▸ Assigned task
Every record, from first to last, should be written out again exactly.

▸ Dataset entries
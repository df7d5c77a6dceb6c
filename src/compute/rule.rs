//! Outer-totalistic birth/survival rules.
//!
//! A rule maps a cell's current state and its live Moore-neighbor count
//! (0-8) to the next state. Rules are written in `B/S` notation, e.g.
//! `B3/S23` for Conway's Life.

use std::fmt;
use std::str::FromStr;

use serde::{Deserialize, Serialize};

/// Largest neighbor count in a Moore neighborhood.
pub const MAX_NEIGHBORS: u8 = 8;

/// Birth/survival rule stored as two 9-bit masks.
///
/// Bit `n` of `birth` is set when a dead cell with `n` live neighbors is born,
/// bit `n` of `survival` when a live cell with `n` live neighbors survives.
#[derive(Debug, Clone, Copy, PartialEq, Eq, Hash, Serialize, Deserialize)]
#[serde(try_from = "String", into = "String")]
pub struct Rule {
    birth: u16,
    survival: u16,
}

impl Default for Rule {
    fn default() -> Self {
        Self::conway()
    }
}

impl Rule {
    /// Build a rule from neighbor-count sets. Counts above 8 are rejected.
    pub fn new(birth: &[u8], survival: &[u8]) -> Result<Self, RuleError> {
        Ok(Self {
            birth: mask_from_counts(birth)?,
            survival: mask_from_counts(survival)?,
        })
    }

    /// Conway's Life, B3/S23.
    pub const fn conway() -> Self {
        Self {
            birth: 1 << 3,
            survival: (1 << 2) | (1 << 3),
        }
    }

    /// HighLife, B36/S23.
    pub const fn highlife() -> Self {
        Self {
            birth: (1 << 3) | (1 << 6),
            survival: (1 << 2) | (1 << 3),
        }
    }

    /// Seeds, B2/S.
    pub const fn seeds() -> Self {
        Self {
            birth: 1 << 2,
            survival: 0,
        }
    }

    /// Day & Night, B3678/S34678.
    pub const fn day_and_night() -> Self {
        Self {
            birth: (1 << 3) | (1 << 6) | (1 << 7) | (1 << 8),
            survival: (1 << 3) | (1 << 4) | (1 << 6) | (1 << 7) | (1 << 8),
        }
    }

    /// Life without Death, B3/S012345678.
    pub const fn life_without_death() -> Self {
        Self {
            birth: 1 << 3,
            survival: 0x1FF,
        }
    }

    /// Look up a preset by name.
    pub fn preset(name: &str) -> Option<Self> {
        match name.to_ascii_lowercase().as_str() {
            "conway" | "life" => Some(Self::conway()),
            "highlife" => Some(Self::highlife()),
            "seeds" => Some(Self::seeds()),
            "day_and_night" | "daynight" => Some(Self::day_and_night()),
            "life_without_death" => Some(Self::life_without_death()),
            _ => None,
        }
    }

    /// Parse `B/S` notation (`B3/S23`, `S23/B3`) or the bare `23/3` survival/birth form.
    pub fn parse(notation: &str) -> Result<Self, RuleError> {
        let notation = notation.trim();
        let (left, right) = notation
            .split_once('/')
            .ok_or_else(|| RuleError::MissingSeparator(notation.to_string()))?;

        let mut birth = None;
        let mut survival = None;

        for section in [left, right] {
            let mut chars = section.chars();
            match chars.next() {
                Some('B' | 'b') => birth = Some(parse_digits(chars.as_str())?),
                Some('S' | 's') => survival = Some(parse_digits(chars.as_str())?),
                _ => {}
            }
        }

        match (birth, survival) {
            (Some(birth), Some(survival)) => Ok(Self { birth, survival }),
            (None, None) => Ok(Self {
                survival: parse_digits(left)?,
                birth: parse_digits(right)?,
            }),
            _ => Err(RuleError::MissingSection(notation.to_string())),
        }
    }

    /// Next state of a cell. Counts above 8 never match.
    #[inline]
    pub fn apply(&self, alive: bool, live_neighbors: u8) -> bool {
        let mask = if alive { self.survival } else { self.birth };
        live_neighbors <= MAX_NEIGHBORS && mask & (1 << live_neighbors) != 0
    }

    /// Raw birth mask (bit `n` = born with `n` neighbors).
    pub fn birth_mask(&self) -> u16 {
        self.birth
    }

    /// Raw survival mask (bit `n` = survives with `n` neighbors).
    pub fn survival_mask(&self) -> u16 {
        self.survival
    }

    /// Rebuild a rule from raw masks, rejecting bits above 8.
    pub fn from_masks(birth: u16, survival: u16) -> Result<Self, RuleError> {
        if birth > 0x1FF || survival > 0x1FF {
            return Err(RuleError::InvalidMask { birth, survival });
        }
        Ok(Self { birth, survival })
    }

    /// Neighbor counts that cause birth, ascending.
    pub fn birth_counts(&self) -> Vec<u8> {
        counts_from_mask(self.birth)
    }

    /// Neighbor counts that keep a live cell alive, ascending.
    pub fn survival_counts(&self) -> Vec<u8> {
        counts_from_mask(self.survival)
    }
}

fn mask_from_counts(counts: &[u8]) -> Result<u16, RuleError> {
    counts.iter().try_fold(0u16, |mask, &n| {
        if n > MAX_NEIGHBORS {
            Err(RuleError::CountOutOfRange(n))
        } else {
            Ok(mask | (1 << n))
        }
    })
}

fn counts_from_mask(mask: u16) -> Vec<u8> {
    (0..=MAX_NEIGHBORS).filter(|n| mask & (1 << n) != 0).collect()
}

fn parse_digits(digits: &str) -> Result<u16, RuleError> {
    digits.chars().try_fold(0u16, |mask, c| match c.to_digit(10) {
        Some(n) if n <= MAX_NEIGHBORS as u32 => Ok(mask | (1 << n)),
        Some(n) => Err(RuleError::CountOutOfRange(n as u8)),
        None => Err(RuleError::UnexpectedChar(c)),
    })
}

impl fmt::Display for Rule {
    fn fmt(&self, f: &mut fmt::Formatter<'_>) -> fmt::Result {
        write!(f, "B")?;
        for n in self.birth_counts() {
            write!(f, "{}", n)?;
        }
        write!(f, "/S")?;
        for n in self.survival_counts() {
            write!(f, "{}", n)?;
        }
        Ok(())
    }
}

impl FromStr for Rule {
    type Err = RuleError;

    fn from_str(s: &str) -> Result<Self, Self::Err> {
        Self::preset(s).map_or_else(|| Self::parse(s), Ok)
    }
}

impl TryFrom<String> for Rule {
    type Error = RuleError;

    fn try_from(value: String) -> Result<Self, Self::Error> {
        value.parse()
    }
}

impl From<Rule> for String {
    fn from(rule: Rule) -> Self {
        rule.to_string()
    }
}

/// Rule parsing errors.
#[derive(Debug, Clone, PartialEq, Eq, thiserror::Error)]
pub enum RuleError {
    #[error("Rule '{0}' has no '/' between birth and survival")]
    MissingSeparator(String),
    #[error("Rule '{0}' must name both a B and an S section")]
    MissingSection(String),
    #[error("Neighbor count {0} exceeds 8")]
    CountOutOfRange(u8),
    #[error("Unexpected character '{0}' in rule")]
    UnexpectedChar(char),
    #[error("Rule masks out of range (birth {birth:#x}, survival {survival:#x})")]
    InvalidMask { birth: u16, survival: u16 },
}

▸ Output for this exercise
repository df7d5c77a6dceb6c
filename src/compute/rule.rs
//! Outer-totalistic birth/survival rules.
//!
//! A rule maps a cell's current state and its live Moore-neighbor count
//! (0-8) to the next state. Rules are written in `B/S` notation, e.g.
//! `B3/S23` for Conway's Life.

use std::fmt;
use std::str::FromStr;

use serde::{Deserialize, Serialize};

/// Largest neighbor count in a Moore neighborhood.
pub const MAX_NEIGHBORS: u8 = 8;

/// Birth/survival rule stored as two 9-bit masks.
///
/// Bit `n` of `birth` is set when a dead cell with `n` live neighbors is born,
/// bit `n` of `survival` when a live cell with `n` live neighbors survives.
#[derive(Debug, Clone, Copy, PartialEq, Eq, Hash, Serialize, Deserialize)]
#[serde(try_from = "String", into = "String")]
pub struct Rule {
    birth: u16,
    survival: u16,
}

impl Default for Rule {
    fn default() -> Self {
        Self::conway()
    }
}

impl Rule {
    /// Build a rule from neighbor-count sets. Counts above 8 are rejected.
    pub fn new(birth: &[u8], survival: &[u8]) -> Result<Self, RuleError> {
        Ok(Self {
            birth: mask_from_counts(birth)?,
            survival: mask_from_counts(survival)?,
        })
    }

    /// Conway's Life, B3/S23.
    pub const fn conway() -> Self {
        Self {
            birth: 1 << 3,
            survival: (1 << 2) | (1 << 3),
        }
    }

    /// HighLife, B36/S23.
    pub const fn highlife() -> Self {
        Self {
            birth: (1 << 3) | (1 << 6),
            survival: (1 << 2) | (1 << 3),
        }
    }

    /// Seeds, B2/S.
    pub const fn seeds() -> Self {
        Self {
            birth: 1 << 2,
            survival: 0,
        }
    }

    /// Day & Night, B3678/S34678.
    pub const fn day_and_night() -> Self {
        Self {
            birth: (1 << 3) | (1 << 6) | (1 << 7) | (1 << 8),
            survival: (1 << 3) | (1 << 4) | (1 << 6) | (1 << 7) | (1 << 8),
        }
    }

    /// Life without Death, B3/S012345678.
    pub const fn life_without_death() -> Self {
        Self {
            birth: 1 << 3,
            survival: 0x1FF,
        }
    }

    /// Look up a preset by name.
    pub fn preset(name: &str) -> Option<Self> {
        match name.to_ascii_lowercase().as_str() {
            "conway" | "life" => Some(Self::conway()),
            "highlife" => Some(Self::highlife()),
            "seeds" => Some(Self::seeds()),
            "day_and_night" | "daynight" => Some(Self::day_and_night()),
            "life_without_death" => Some(Self::life_without_death()),
            _ => None,
        }
    }

    /// Parse `B/S` notation (`B3/S23`, `S23/B3`) or the bare `23/3` survival/birth form.
    pub fn parse(notation: &str) -> Result<Self, RuleError> {
        let notation = notation.trim();
        let (left, right) = notation
            .split_once('/')
            .ok_or_else(|| RuleError::MissingSeparator(notation.to_string()))?;

        let mut birth = None;
        let mut survival = None;

        for section in [left, right] {
            let mut chars = section.chars();
            match chars.next() {
                Some('B' | 'b') => birth = Some(parse_digits(chars.as_str())?),
                Some('S' | 's') => survival = Some(parse_digits(chars.as_str())?),
                _ => {}
            }
        }

        match (birth, survival) {
            (Some(birth), Some(survival)) => Ok(Self { birth, survival }),
            (None, None) => Ok(Self {
                survival: parse_digits(left)?,
                birth: parse_digits(right)?,
            }),
            _ => Err(RuleError::MissingSection(notation.to_string())),
        }
    }

    /// Next state of a cell. Counts above 8 never match.
    #[inline]
    pub fn apply(&self, alive: bool, live_neighbors: u8) -> bool {
        let mask = if alive { self.survival } else { self.birth };
        live_neighbors <= MAX_NEIGHBORS && mask & (1 << live_neighbors) != 0
    }

    /// Raw birth mask (bit `n` = born with `n` neighbors).
    pub fn birth_mask(&self) -> u16 {
        self.birth
    }

    /// Raw survival mask (bit `n` = survives with `n` neighbors).
    pub fn survival_mask(&self) -> u16 {
        self.survival
    }

    /// Rebuild a rule from raw masks, rejecting bits above 8.
    pub fn from_masks(birth: u16, survival: u16) -> Result<Self, RuleError> {
        if birth > 0x1FF || survival > 0x1FF {
            return Err(RuleError::InvalidMask { birth, survival });
        }
        Ok(Self { birth, survival })
    }

    /// Neighbor counts that cause birth, ascending.
    pub fn birth_counts(&self) -> Vec<u8> {
        counts_from_mask(self.birth)
    }

    /// Neighbor counts that keep a live cell alive, ascending.
    pub fn survival_counts(&self) -> Vec<u8> {
        counts_from_mask(self.survival)
    }
}

fn mask_from_counts(counts: &[u8]) -> Result<u16, RuleError> {
    counts.iter().try_fold(0u16, |mask, &n| {
        if n > MAX_NEIGHBORS {
            Err(RuleError::CountOutOfRange(n))
        } else {
            Ok(mask | (1 << n))
        }
    })
}

fn counts_from_mask(mask: u16) -> Vec<u8> {
    (0..=MAX_NEIGHBORS).filter(|n| mask & (1 << n) != 0).collect()
}

fn parse_digits(digits: &str) -> Result<u16, RuleError> {
    digits.chars().try_fold(0u16, |mask, c| match c.to_digit(10) {
        Some(n) if n <= MAX_NEIGHBORS as u32 => Ok(mask | (1 << n)),
        Some(n) => Err(RuleError::CountOutOfRange(n as u8)),
        None => Err(RuleError::UnexpectedChar(c)),
    })
}

impl fmt::Display for Rule {
    fn fmt(&self, f: &mut fmt::Formatter<'_>) -> fmt::Result {
        write!(f, "B")?;
        for n in self.birth_counts() {
            write!(f, "{}", n)?;
        }
        write!(f, "/S")?;
        for n in self.survival_counts() {
            write!(f, "{}", n)?;
        }
        Ok(())
    }
}

impl FromStr for Rule {
    type Err = RuleError;

    fn from_str(s: &str) -> Result<Self, Self::Err> {
        Self::preset(s).map_or_else(|| Self::parse(s), Ok)
    }
}

impl TryFrom<String> for Rule {
    type Error = RuleError;

    fn try_from(value: String) -> Result<Self, Self::Error> {
        value.parse()
    }
}

impl From<Rule> for String {
    fn from(rule: Rule) -> Self {
        rule.to_string()
    }
}

/// Rule parsing errors.
#[derive(Debug, Clone, PartialEq, Eq, thiserror::Error)]
pub enum RuleError {
    #[error("Rule '{0}' has no '/' between birth and survival")]
    MissingSeparator(String),
    #[error("Rule '{0}' must name both a B and an S section")]
    MissingSection(String),
    #[error("Neighbor count {0} exceeds 8")]
    CountOutOfRange(u8),
    #[error("Unexpected character '{0}' in rule")]
    UnexpectedChar(char),
    #[error("Rule masks out of range (birth {birth:#x}, survival {survival:#x})")]
    InvalidMask { birth: u16, survival: u16 },
}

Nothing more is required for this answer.